Jon Burgerman is an English artist living in, New York, US.

Life and work
Jon Burgerman studied art foundation in Bournville, Birmingham, England. He graduated in fine art from Nottingham Trent University in 2001.

In 2008, he appeared as a guest on the BBC TV show: Blue Peter and in 2008 he was part of the original The Underbelly Project, which saw artists exhibit in a secret incomplete 100-year-old subway station deep underneath the streets of New York City.

The year 2008 also saw the publication by IDN of a 300-page monograph of Burgerman's work, Pens Are My Friends, whilst Kidrobot released the 14 piece mini figure vinyl toy collection "The Heroes of Burgertown".

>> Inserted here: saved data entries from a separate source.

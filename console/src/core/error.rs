//! # Common Error Types
//!
//! Consolidated error handling for the admin console.
//!
//! ## Error Categories
//!
//! - [`ApiError`]: a normalized failure of an HTTP call to the tokenization API.
//!   Network failures (no response received) carry `status == 0`; server errors
//!   carry the HTTP status plus whatever message, code and detail the body held.
//! - [`AppError`]: application-wide error covering API, validation, configuration
//!   and state failures.
//!
//! ## Usage Pattern
//!
//! ```rust
//! use admin_console::core::error::{ApiError, AppError};
//!
//! let err = ApiError::network("connection refused");
//! assert!(err.is_network());
//! assert_eq!(err.status, 0);
//!
//! let app_err: AppError = err.into();
//! assert_eq!(app_err.to_string(), "API error: connection refused");
//! ```

use shared::ErrorBody;
use thiserror::Error;

/// Message used when neither the transport nor the server said anything useful.
pub const UNKNOWN_ERROR_MESSAGE: &str = "An unknown error occurred";

/// Normalized error for every call made through the HTTP client wrapper.
///
/// Cloneable so one failed fetch can be handed to every caller that joined it.
#[derive(Debug, Clone, Error, PartialEq)]
#[error("{message}")]
pub struct ApiError {
    /// Human readable message, shown in notifications.
    pub message: String,
    /// Optional machine code sent by the server.
    pub code: Option<String>,
    /// HTTP status, or `0` when no response was received.
    pub status: u16,
    /// Optional detail payload sent by the server.
    pub details: Option<serde_json::Value>,
}

impl ApiError {
    /// A failure where no response was received (connection refused, timeout, DNS).
    pub fn network(message: impl Into<String>) -> Self {
        let message = message.into();
        Self {
            message: if message.trim().is_empty() {
                UNKNOWN_ERROR_MESSAGE.to_string()
            } else {
                message
            },
            code: None,
            status: 0,
            details: None,
        }
    }

    /// A response with a non-success status. The body is parsed leniently.
    pub fn from_response(status: u16, body: &[u8]) -> Self {
        let parsed = ErrorBody::from_slice(body);

        Self {
            message: parsed
                .message
                .filter(|m| !m.trim().is_empty())
                .unwrap_or_else(|| UNKNOWN_ERROR_MESSAGE.to_string()),
            code: parsed.code,
            status,
            details: parsed.detail,
        }
    }

    /// A success status whose body could not be decoded into the expected type.
    pub fn invalid_response(status: u16, reason: impl std::fmt::Display) -> Self {
        Self {
            message: format!("Failed to parse response: {}", reason),
            code: Some("INVALID_RESPONSE".to_string()),
            status,
            details: None,
        }
    }

    /// True when no response was received.
    pub fn is_network(&self) -> bool {
        self.status == 0
    }
}

impl From<reqwest::Error> for ApiError {
    fn from(err: reqwest::Error) -> Self {
        match err.status() {
            Some(status) => ApiError::from_response(status.as_u16(), &[]),
            None => ApiError::network(err.to_string()),
        }
    }
}

/// Application-wide error type.
#[derive(Debug, Error)]
pub enum AppError {
    /// Tokenization API communication error.
    #[error("API error: {0}")]
    Api(#[from] ApiError),

    /// Startup configuration error.
    #[error("Configuration error: {0}")]
    Config(#[from] crate::config::ConfigError),

    /// Application state error (runtime missing, channel closed).
    #[error("State error: {0}")]
    State(String),
}

/// Convenience type alias for `Result<T, AppError>`.
pub type Result<T> = std::result::Result<T, AppError>;
//! # Utilities Library
//!
//! Shared utility functions for environment variables, time formatting and input validation.

pub mod envs;
pub mod time;
pub mod validation;

// Re-export commonly used functions
pub use envs::{get_env, get_env_opt, parse_value};
pub use time::{format_display, parse_utc};
pub use validation::{
    parse_positive_number, parse_whole_number, validate_max_length, validate_not_empty,
};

Examples of Jon Burgerman's work are in the public collections of London's Victoria and Albert Museum and Science Museum.

Penguin Random House published Burgerman's first picture book SPLAT! in 2017. Chronicle Books published It's Great to Create in 2017  and Oxford University Press published Rhyme Crime in the UK. Laurence King Publishing published two of his books, Daily Doodle  and his coloring book Burgerworld.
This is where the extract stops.